Behind this gorgeous collection of folk tunes from Southeast Asia, Soviet Russia and the Islamic and Arabic worlds lies the legacy of two Americans: the peyote-dropping 78rpm collector Harry Smith (whose 1952 Anthology of American Folk Music presented folk, blues and country recordings from the 1920s and 1930s) and the exploratory guitarist Marisa Anderson, whose back catalogue is steeped in tradition and improvisation. In 2023, she begged for time in Smith’s shuttered archives, discovering hours of non-American music, before learning to perform and share it.

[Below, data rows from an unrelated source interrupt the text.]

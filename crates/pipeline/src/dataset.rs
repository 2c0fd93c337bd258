//! Audio dataset scanning and batch MFCC extraction.

use std::path::{Path, PathBuf};

use ndarray::{s, Array1, Array3};
use ndarray_npy::write_npy;
use walkdir::WalkDir;

use crate::audio::load_audio;
use crate::error::PipelineError;
use crate::mfcc::{MfccExtractor, N_FRAMES, N_MFCC};

/// Extensions picked up by a dataset scan.
pub const DATASET_EXTENSIONS: &[&str] = &["wav", "mp3", "ogg", "webm"];

pub const COUGH_LABEL: i64 = 1;
pub const NOISE_LABEL: i64 = 0;

/// Recursively collect audio files under `root`, sorted by path.
pub fn scan_audio_files(
    root: &Path,
    max_samples: Option<usize>,
) -> Result<Vec<PathBuf>, PipelineError> {
    if !root.is_dir() {
        return Err(PipelineError::InvalidInput(format!(
            "{} is not a directory",
            root.display()
        )));
    }

    let mut files = Vec::new();
    for entry in WalkDir::new(root).sort_by_file_name() {
        let entry = entry?;
        if !entry.file_type().is_file() {
            continue;
        }
        let matches = entry
            .path()
            .extension()
            .and_then(|e| e.to_str())
            .is_some_and(|e| DATASET_EXTENSIONS.iter().any(|x| e.eq_ignore_ascii_case(x)));
        if matches {
            files.push(entry.into_path());
        }
    }
    files.sort();

    if let Some(max) = max_samples {
        files.truncate(max);
    }
    Ok(files)
}

/// MFCC matrices for one class, stacked as `(clips, frames, coefficients)`.
#[derive(Debug, Clone)]
pub struct FeatureSet {
    pub features: Array3<f32>,
    pub labels: Array1<i64>,
    /// Files found but not decodable.
    pub skipped: usize,
}

impl FeatureSet {
    pub fn len(&self) -> usize {
        self.labels.len()
    }

    pub fn is_empty(&self) -> bool {
        self.labels.is_empty()
    }

    /// Keep only the first `n` clips.
    pub fn truncate(&mut self, n: usize) {
        if n >= self.len() {
            return;
        }
        self.features = self.features.slice(s![..n, .., ..]).to_owned();
        self.labels = self.labels.slice(s![..n]).to_owned();
    }

    /// Write `<prefix>_features.npy` and `<prefix>_labels.npy` into `dir`.
    pub fn save(&self, dir: &Path, prefix: &str) -> Result<(), PipelineError> {
        std::fs::create_dir_all(dir)?;
        write_npy(dir.join(format!("{prefix}_features.npy")), &self.features)?;
        write_npy(dir.join(format!("{prefix}_labels.npy")), &self.labels)?;
        Ok(())
    }
}

/// Extract MFCCs for every clip under `root`, all labelled `label`.
///
/// Undecodable or too-short clips are skipped with a warning.
pub fn extract_dataset(
    root: &Path,
    label: i64,
    max_samples: Option<usize>,
) -> Result<FeatureSet, PipelineError> {
    let files = scan_audio_files(root, max_samples)?;
    if files.is_empty() {
        tracing::warn!(root = %root.display(), "No audio files found");
    }

    let extractor = MfccExtractor::new();
    let mut flat = Vec::with_capacity(files.len() * N_FRAMES * N_MFCC);
    let mut count = 0;
    let mut skipped = 0;

    for path in &files {
        match load_audio(path) {
            Ok(samples) => {
                flat.extend(extractor.extract(&samples).iter().copied());
                count += 1;
            }
            Err(e) => {
                tracing::warn!(path = %path.display(), error = %e, "Skipping clip");
                skipped += 1;
            }
        }
    }

    tracing::info!(
        root = %root.display(),
        label,
        extracted = count,
        skipped,
        "Dataset extraction finished"
    );

    Ok(FeatureSet {
        features: Array3::from_shape_vec((count, N_FRAMES, N_MFCC), flat)?,
        labels: Array1::from_elem(count, label),
        skipped,
    })
}

#[cfg(test)]
mod tests {
    use super::*;

    fn write_tone(path: &Path, frames: usize) {
        let spec = hound::WavSpec {
            channels: 1,
            sample_rate: 16_000,
            bits_per_sample: 16,
            sample_format: hound::SampleFormat::Int,
        };
        let mut writer = hound::WavWriter::create(path, spec).unwrap();
        for i in 0..frames {
            writer
                .write_sample(((i as f32 * 0.1).sin() * 5000.0) as i16)
                .unwrap();
        }
        writer.finalize().unwrap();
    }

    #[test]
    fn scan_is_recursive_sorted_and_filtered() {
        let dir = tempfile::tempdir().unwrap();
        std::fs::create_dir(dir.path().join("nested")).unwrap();
        std::fs::write(dir.path().join("b.wav"), b"").unwrap();
        std::fs::write(dir.path().join("a.ogg"), b"").unwrap();
        std::fs::write(dir.path().join("nested/c.webm"), b"").unwrap();
        std::fs::write(dir.path().join("notes.txt"), b"").unwrap();

        let files = scan_audio_files(dir.path(), None).unwrap();
        let names: Vec<_> = files
            .iter()
            .map(|p| p.strip_prefix(dir.path()).unwrap().to_string_lossy().into_owned())
            .collect();
        assert_eq!(names, vec!["a.ogg", "b.wav", "nested/c.webm"]);

        assert_eq!(scan_audio_files(dir.path(), Some(2)).unwrap().len(), 2);
    }

    #[test]
    fn missing_root_is_an_error() {
        assert!(scan_audio_files(Path::new("/definitely/not/here"), None).is_err());
    }

    #[test]
    fn extracts_good_clips_and_skips_bad_ones() {
        let dir = tempfile::tempdir().unwrap();
        write_tone(&dir.path().join("one.wav"), 16_000);
        write_tone(&dir.path().join("two.wav"), 8_000);
        write_tone(&dir.path().join("tiny.wav"), 100);
        std::fs::write(dir.path().join("three.webm"), b"not decodable").unwrap();

        let mut set = extract_dataset(dir.path(), COUGH_LABEL, None).unwrap();
        assert_eq!(set.len(), 2);
        assert_eq!(set.skipped, 2);
        assert_eq!(set.features.dim(), (2, N_FRAMES, N_MFCC));
        assert!(set.labels.iter().all(|&l| l == COUGH_LABEL));

        set.truncate(1);
        assert_eq!(set.features.dim(), (1, N_FRAMES, N_MFCC));

        let out = tempfile::tempdir().unwrap();
        set.save(out.path(), "cough").unwrap();
        assert!(out.path().join("cough_features.npy").exists());
        assert!(out.path().join("cough_labels.npy").exists());
    }
}
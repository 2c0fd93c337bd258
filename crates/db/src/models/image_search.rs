//! Logged image searches.

use serde::Serialize;
use sqlx::FromRow;
use wayfarer_core::types::{DbId, Timestamp};

/// A row from the `image_searches` table.
#[derive(Debug, Clone, FromRow, Serialize)]
pub struct ImageSearch {
    pub id: DbId,
    pub user_id: String,
    pub detected_location: Option<String>,
    pub confidence_score: f64,
    pub created_at: Timestamp,
}

/// DTO for logging a completed search.
#[derive(Debug, Clone)]
pub struct CreateImageSearch {
    pub user_id: String,
    pub detected_location: Option<String>,
    pub confidence_score: f64,
}
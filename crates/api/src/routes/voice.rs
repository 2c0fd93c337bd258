//! Route definitions for voice navigation.

use axum::routing::{get, post};
use axum::Router;

use crate::handlers::voice;
use crate::state::AppState;

/// Voice navigation routes.
///
/// ```text
/// POST   /process           -> process_command
/// POST   /transcribe-audio  -> transcribe_audio
/// GET    /nearby-search     -> nearby_search
/// GET    /weather           -> weather
/// GET    /history           -> history
/// ```
pub fn router() -> Router<AppState> {
    Router::new()
        .route("/process", post(voice::process_command))
        .route("/transcribe-audio", post(voice::transcribe_audio))
        .route("/nearby-search", get(voice::nearby_search))
        .route("/weather", get(voice::weather))
        .route("/history", get(voice::history))
}
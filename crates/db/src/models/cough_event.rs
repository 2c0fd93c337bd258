//! Cough detections reported by devices.

use serde::Serialize;
use sqlx::FromRow;
use wayfarer_core::types::{DbId, Timestamp};

/// A row from the `cough_events` table.
#[derive(Debug, Clone, FromRow, Serialize)]
#[serde(rename_all = "camelCase")]
pub struct CoughEvent {
    pub id: DbId,
    pub device_id: String,
    pub cough_type: String,
    pub confidence: f64,
    pub raw_score: Option<f64>,
    /// When the device heard the cough.
    pub timestamp: Timestamp,
    pub audio_volume: Option<f64>,
    pub created_at: Timestamp,
}

/// DTO for recording an event.
#[derive(Debug, Clone)]
pub struct CreateCoughEvent {
    pub device_id: String,
    pub cough_type: String,
    pub confidence: f64,
    pub raw_score: Option<f64>,
    pub timestamp: Timestamp,
    pub audio_volume: Option<f64>,
}
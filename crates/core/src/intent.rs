//! Voice command intents and keyword matching.
//!
//! Intents are checked in declaration order and the first intent with a
//! keyword contained in the command wins, so "find a cafe near the park"
//! resolves to [`Intent::Coffee`].

use serde::{Deserialize, Serialize};

use crate::error::CoreError;

/// A place category a voice command can ask for.
#[derive(Debug, Clone, Copy, PartialEq, Eq, Hash, Serialize, Deserialize)]
#[serde(rename_all = "lowercase")]
pub enum Intent {
    Coffee,
    Restaurant,
    Hotel,
    Beach,
    Mountain,
    Museum,
    Park,
    Hospital,
    Pharmacy,
    Atm,
}

impl Intent {
    /// All intents in matching priority order.
    pub const ALL: [Intent; 10] = [
        Intent::Coffee,
        Intent::Restaurant,
        Intent::Hotel,
        Intent::Beach,
        Intent::Mountain,
        Intent::Museum,
        Intent::Park,
        Intent::Hospital,
        Intent::Pharmacy,
        Intent::Atm,
    ];

    /// Wire name, e.g. `"coffee"`.
    pub fn name(self) -> &'static str {
        match self {
            Self::Coffee => "coffee",
            Self::Restaurant => "restaurant",
            Self::Hotel => "hotel",
            Self::Beach => "beach",
            Self::Mountain => "mountain",
            Self::Museum => "museum",
            Self::Park => "park",
            Self::Hospital => "hospital",
            Self::Pharmacy => "pharmacy",
            Self::Atm => "atm",
        }
    }

    /// Parse a wire name.
    pub fn from_name(name: &str) -> Result<Self, CoreError> {
        let needle = name.trim().to_lowercase();
        Self::ALL
            .into_iter()
            .find(|intent| intent.name() == needle)
            .ok_or_else(|| {
                CoreError::Validation(format!(
                    "Unknown search type '{name}'. Must be one of: {}",
                    Self::ALL.map(Intent::name).join(", ")
                ))
            })
    }

    /// Words that trigger this intent.
    pub fn keywords(self) -> &'static [&'static str] {
        match self {
            Self::Coffee => &["coffee", "cafe", "espresso", "latte", "cappuccino"],
            Self::Restaurant => &["restaurant", "food", "eat", "dining", "lunch", "dinner"],
            Self::Hotel => &["hotel", "accommodation", "stay", "lodge", "room"],
            Self::Beach => &["beach", "sandy", "coast", "seaside", "ocean"],
            Self::Mountain => &["mountain", "hiking", "peak", "trail", "climbing"],
            Self::Museum => &["museum", "gallery", "art", "history", "exhibit"],
            Self::Park => &["park", "garden", "nature", "outdoor", "green"],
            Self::Hospital => &["hospital", "doctor", "medical", "emergency", "clinic"],
            Self::Pharmacy => &["pharmacy", "medicine", "drug", "prescription"],
            Self::Atm => &["atm", "cash", "bank", "money"],
        }
    }

    /// Free-text query sent to the places provider.
    pub fn place_query(self) -> &'static str {
        match self {
            Self::Coffee => "coffee shop",
            other => other.name(),
        }
    }

    /// Google Places `type` filter.
    pub fn place_type(self) -> &'static str {
        match self {
            Self::Coffee => "cafe",
            Self::Restaurant => "restaurant",
            Self::Hotel => "lodging",
            Self::Beach | Self::Mountain => "natural_feature",
            Self::Museum => "museum",
            Self::Park => "park",
            Self::Hospital => "hospital",
            Self::Pharmacy => "pharmacy",
            Self::Atm => "atm",
        }
    }
}

impl std::fmt::Display for Intent {
    fn fmt(&self, f: &mut std::fmt::Formatter<'_>) -> std::fmt::Result {
        f.write_str(self.name())
    }
}

/// Detect the intent of a transcribed voice command.
///
/// Matching is a plain substring test against the lower-cased, trimmed text.
pub fn detect_intent(text: &str) -> Option<Intent> {
    let text = text.trim().to_lowercase();
    Intent::ALL
        .into_iter()
        .find(|intent| intent.keywords().iter().any(|kw| text.contains(kw)))
}

/// Hint returned when no intent matches.
pub const UNRECOGNISED_COMMAND_MESSAGE: &str =
    "Could not understand. Try: 'Find coffee' or 'Show restaurants'";

/// Transcription used for uploaded audio until real speech-to-text exists.
pub const SIMULATED_TRANSCRIPTION: &str = "Find restaurants nearby";

#[cfg(test)]
mod tests {
    use super::*;

    #[test]
    fn find_coffee_is_coffee() {
        assert_eq!(detect_intent("find coffee"), Some(Intent::Coffee));
    }

    #[test]
    fn matching_is_case_insensitive() {
        assert_eq!(detect_intent("  Show me RESTAURANTS "), Some(Intent::Restaurant));
        assert_eq!(detect_intent("Need CASH"), Some(Intent::Atm));
    }

    #[test]
    fn first_intent_in_order_wins() {
        // "cafe" (coffee) and "park" both appear; coffee is checked first.
        assert_eq!(detect_intent("cafe near the park"), Some(Intent::Coffee));
    }

    #[test]
    fn substring_matching_is_preserved() {
        // "eat" is a substring of "great", so this resolves to restaurant.
        assert_eq!(detect_intent("a great view"), Some(Intent::Restaurant));
    }

    #[test]
    fn unknown_text_has_no_intent() {
        assert_eq!(detect_intent("sing me a song"), None);
        assert_eq!(detect_intent(""), None);
    }

    #[test]
    fn simulated_transcription_is_restaurant() {
        assert_eq!(detect_intent(SIMULATED_TRANSCRIPTION), Some(Intent::Restaurant));
    }

    #[test]
    fn from_name_round_trips_all() {
        for intent in Intent::ALL {
            assert_eq!(Intent::from_name(intent.name()).unwrap(), intent);
        }
        assert!(Intent::from_name("casino").is_err());
    }

    #[test]
    fn place_queries() {
        assert_eq!(Intent::Coffee.place_query(), "coffee shop");
        assert_eq!(Intent::Hotel.place_query(), "hotel");
        assert_eq!(Intent::Hotel.place_type(), "lodging");
        assert_eq!(Intent::Beach.place_type(), "natural_feature");
    }
}
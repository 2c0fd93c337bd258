//! Handlers for offline destination bundles.
//!
//! Bundles live on disk under the configured cache directory; the
//! `offline_data` table mirrors them through activity events.

use axum::extract::{Query, State};
use axum::Json;
use serde::{Deserialize, Serialize};
use wayfarer_core::offline::{CacheStatus, DataType, DownloadReceipt, StorageInfo, SyncOutcome};
use wayfarer_core::types::DbId;
use wayfarer_core::uploads::validate_user_id;
use wayfarer_db::models::offline_data::OfflineData;
use wayfarer_db::repositories::OfflineDataRepo;
use wayfarer_events::ActivityEvent;

use crate::error::AppResult;
use crate::query::UserParams;
use crate::response::DataResponse;
use crate::state::AppState;

/// Response for `GET /offline/storage-info`.
#[derive(Debug, Serialize)]
pub struct StorageInfoResponse {
    pub user_id: String,
    #[serde(flatten)]
    pub info: StorageInfo,
}

// ---------------------------------------------------------------------------
// GET /offline/status
// ---------------------------------------------------------------------------

pub async fn status(
    State(state): State<AppState>,
    Query(params): Query<UserParams>,
) -> AppResult<Json<CacheStatus>> {
    let status = state.offline_cache.status(&params.user_id).await?;
    Ok(Json(status))
}

// ---------------------------------------------------------------------------
// POST /offline/download
// ---------------------------------------------------------------------------

#[derive(Debug, Deserialize)]
pub struct DownloadParams {
    pub user_id: String,
    pub destination_id: DbId,
    /// One of `map`, `guide`, `itinerary`, `hotels` (default `map`).
    pub data_type: Option<String>,
}

/// Write a destination bundle into the user's cache.
pub async fn download(
    State(state): State<AppState>,
    Query(params): Query<DownloadParams>,
) -> AppResult<Json<DownloadReceipt>> {
    let data_type = match params.data_type.as_deref() {
        Some(name) => DataType::from_name(name)?,
        None => DataType::Map,
    };

    let receipt = state
        .offline_cache
        .download(&params.user_id, params.destination_id, data_type)
        .await?;

    state.event_bus.publish(ActivityEvent::offline_download(
        params.user_id.as_str(),
        receipt.destination_id,
        data_type.name(),
        receipt.file_path.to_string_lossy(),
        receipt.file_size_bytes,
    ));

    tracing::info!(
        user_id = %params.user_id,
        destination_id = receipt.destination_id,
        data_type = data_type.name(),
        "Offline bundle downloaded"
    );

    Ok(Json(receipt))
}

// ---------------------------------------------------------------------------
// POST /offline/sync
// ---------------------------------------------------------------------------

/// Mark the user's bundles as synced.
pub async fn sync(
    State(state): State<AppState>,
    Query(params): Query<UserParams>,
) -> AppResult<Json<SyncOutcome>> {
    let outcome = state.offline_cache.sync(&params.user_id).await?;

    if let SyncOutcome::Synced { files_synced, .. } = &outcome {
        state
            .event_bus
            .publish(ActivityEvent::offline_sync(params.user_id.as_str(), *files_synced));
    }

    Ok(Json(outcome))
}

// ---------------------------------------------------------------------------
// GET /offline/storage-info
// ---------------------------------------------------------------------------

pub async fn storage_info(
    State(state): State<AppState>,
    Query(params): Query<UserParams>,
) -> AppResult<Json<StorageInfoResponse>> {
    let info = state.offline_cache.storage_info(&params.user_id).await?;
    Ok(Json(StorageInfoResponse {
        user_id: params.user_id,
        info,
    }))
}

// ---------------------------------------------------------------------------
// GET /offline/downloads
// ---------------------------------------------------------------------------

/// Recorded downloads for a user with their sync flags, newest first.
pub async fn downloads(
    State(state): State<AppState>,
    Query(params): Query<UserParams>,
) -> AppResult<Json<DataResponse<Vec<OfflineData>>>> {
    validate_user_id(&params.user_id)?;
    let rows = OfflineDataRepo::list_for_user(&state.pool, &params.user_id).await?;
    Ok(Json(DataResponse { data: rows }))
}
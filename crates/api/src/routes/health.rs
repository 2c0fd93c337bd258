use axum::extract::State;
use axum::{routing::get, Json, Router};
use serde::Serialize;

use crate::state::AppState;

#[derive(Serialize)]
pub struct HealthResponse {
    /// `ok`, or `degraded` when the database is unreachable.
    pub status: &'static str,
    pub service: &'static str,
    pub version: &'static str,
    pub db_healthy: bool,
    pub providers: Providers,
}

/// Which upstreams answer live and which fall back to canned data.
#[derive(Serialize)]
pub struct Providers {
    pub places: &'static str,
    pub photos: &'static str,
    pub vision: bool,
}

impl Providers {
    fn of(state: &AppState) -> Self {
        let config = &state.config;
        Self {
            places: if config.google_maps_api_key.is_some() { "google" } else { "demo" },
            photos: if config.unsplash_access_key.is_some() { "unsplash" } else { "placeholder" },
            vision: state.vision.is_some(),
        }
    }
}

/// GET /health
async fn health_check(State(state): State<AppState>) -> Json<HealthResponse> {
    let db_healthy = wayfarer_db::health_check(&state.pool).await.is_ok();

    Json(HealthResponse {
        status: if db_healthy { "ok" } else { "degraded" },
        service: "Wayfarer Backend",
        version: env!("CARGO_PKG_VERSION"),
        db_healthy,
        providers: Providers::of(&state),
    })
}

pub fn router() -> Router<AppState> {
    Router::new().route("/health", get(health_check))
}
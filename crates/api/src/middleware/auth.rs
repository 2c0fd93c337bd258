//! JWT-based device authentication extractor.

use axum::extract::FromRequestParts;
use axum::http::request::Parts;
use wayfarer_core::error::CoreError;

use crate::auth::jwt::validate_token;
use crate::error::AppError;
use crate::state::AppState;

/// Device authenticated by a Bearer token in the `Authorization` header.
///
/// Add it as a handler parameter to require a login:
///
/// ```ignore
/// async fn my_handler(device: AuthDevice) -> AppResult<Json<()>> {
///     tracing::info!(device_id = %device.device_id, "handling request");
///     Ok(Json(()))
/// }
/// ```
#[derive(Debug, Clone)]
pub struct AuthDevice {
    /// The device the token was issued to (from `claims.sub`).
    pub device_id: String,
}

impl FromRequestParts<AppState> for AuthDevice {
    type Rejection = AppError;

    async fn from_request_parts(
        parts: &mut Parts,
        state: &AppState,
    ) -> Result<Self, Self::Rejection> {
        let auth_header = parts
            .headers
            .get("authorization")
            .and_then(|v| v.to_str().ok())
            .ok_or_else(|| {
                AppError::Core(CoreError::Unauthorized(
                    "Missing Authorization header".into(),
                ))
            })?;

        let token = auth_header.strip_prefix("Bearer ").ok_or_else(|| {
            AppError::Core(CoreError::Unauthorized(
                "Invalid Authorization format. Expected: Bearer <token>".into(),
            ))
        })?;

        let claims = validate_token(token, &state.config.jwt).map_err(|_| {
            AppError::Core(CoreError::Unauthorized("Invalid or expired token".into()))
        })?;

        Ok(AuthDevice {
            device_id: claims.sub,
        })
    }
}
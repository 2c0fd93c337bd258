//! Handlers for the `/device` resource.
//!
//! Registration is open so a new sensor can bootstrap its API key; the
//! other routes require a device token.

use axum::extract::{Path, State};
use axum::http::StatusCode;
use axum::Json;
use serde::{Deserialize, Serialize};
use wayfarer_core::devices::require_device_id;
use wayfarer_core::error::CoreError;
use wayfarer_db::models::device::{CreateDevice, Device, UpdateDevice};
use wayfarer_db::repositories::DeviceRepo;

use crate::error::AppResult;
use crate::middleware::auth::AuthDevice;
use crate::state::AppState;

fn not_found(device_id: &str) -> CoreError {
    CoreError::NotFound {
        entity: "Device",
        id: device_id.to_string(),
    }
}

// ---------------------------------------------------------------------------
// POST /device/register
// ---------------------------------------------------------------------------

#[derive(Debug, Deserialize)]
#[serde(rename_all = "camelCase")]
pub struct RegisterDeviceRequest {
    #[serde(default)]
    pub device_id: String,
    pub device_name: Option<String>,
    pub location: Option<String>,
}

#[derive(Debug, Serialize)]
pub struct RegisterDeviceResponse {
    pub success: bool,
    pub message: &'static str,
    pub device: Device,
}

/// Register a device. An existing device is returned unchanged.
pub async fn register(
    State(state): State<AppState>,
    Json(input): Json<RegisterDeviceRequest>,
) -> AppResult<(StatusCode, Json<RegisterDeviceResponse>)> {
    let device_id = require_device_id(&input.device_id)?;
    let device = DeviceRepo::register(
        &state.pool,
        &CreateDevice {
            device_id: device_id.to_string(),
            device_name: input.device_name,
            location: input.location,
        },
    )
    .await?;

    tracing::info!(device_id = %device.device_id, "Device registered");

    Ok((
        StatusCode::CREATED,
        Json(RegisterDeviceResponse {
            success: true,
            message: "Device registered successfully",
            device,
        }),
    ))
}

// ---------------------------------------------------------------------------
// GET /device/active, GET /device/all
// ---------------------------------------------------------------------------

pub async fn list_active(
    State(state): State<AppState>,
    _auth: AuthDevice,
) -> AppResult<Json<Vec<Device>>> {
    Ok(Json(DeviceRepo::list_active(&state.pool).await?))
}

pub async fn list_all(
    State(state): State<AppState>,
    _auth: AuthDevice,
) -> AppResult<Json<Vec<Device>>> {
    Ok(Json(DeviceRepo::list_all(&state.pool).await?))
}

// ---------------------------------------------------------------------------
// GET /device/{device_id}
// ---------------------------------------------------------------------------

pub async fn get(
    State(state): State<AppState>,
    _auth: AuthDevice,
    Path(device_id): Path<String>,
) -> AppResult<Json<Device>> {
    let device = DeviceRepo::find_by_device_id(&state.pool, &device_id)
        .await?
        .ok_or_else(|| not_found(&device_id))?;
    Ok(Json(device))
}

// ---------------------------------------------------------------------------
// PUT /device/{device_id}
// ---------------------------------------------------------------------------

/// Request body for `PUT /device/{device_id}`. Omitted fields are kept.
#[derive(Debug, Deserialize)]
#[serde(rename_all = "camelCase")]
pub struct UpdateDeviceRequest {
    pub device_name: Option<String>,
    pub location: Option<String>,
}

pub async fn update(
    State(state): State<AppState>,
    _auth: AuthDevice,
    Path(device_id): Path<String>,
    Json(input): Json<UpdateDeviceRequest>,
) -> AppResult<Json<Device>> {
    let device = DeviceRepo::update(
        &state.pool,
        &device_id,
        &UpdateDevice {
            device_name: input.device_name,
            location: input.location,
        },
    )
    .await?
    .ok_or_else(|| not_found(&device_id))?;

    tracing::info!(device_id = %device_id, "Device updated");
    Ok(Json(device))
}

// ---------------------------------------------------------------------------
// DELETE /device/{device_id}
// ---------------------------------------------------------------------------

#[derive(Debug, Serialize)]
pub struct MessageResponse {
    pub message: &'static str,
}

/// Deactivate a device. Its history and row are kept.
pub async fn deactivate(
    State(state): State<AppState>,
    _auth: AuthDevice,
    Path(device_id): Path<String>,
) -> AppResult<Json<MessageResponse>> {
    if !DeviceRepo::deactivate(&state.pool, &device_id).await? {
        return Err(not_found(&device_id).into());
    }

    tracing::info!(device_id = %device_id, "Device deactivated");
    Ok(Json(MessageResponse {
        message: "Device deactivated successfully",
    }))
}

Marisa Anderson: The Anthology of UnAmerican Folk Music Vol 1

Here, Anderson interprets nine of these tunes, pointedly taken from regions shaped by major US conflicts since her birth in 1970. While her fascinating liner notes track what is lost and found when trying to translate these compositions, their universal musicality still cuts through. Opener Quodlibet is beautiful: an intricate, minor-key medley of Uzbek tunes originally performed on the dambura (a fretless lute), on which Anderson adds bluegrass techniques to counter her inability to play quarter-tones on her guitar. Her take on a qawwali vocal tune, Hamd, is also a highlight, her stacked guitar layers ringing with warmth and emotion.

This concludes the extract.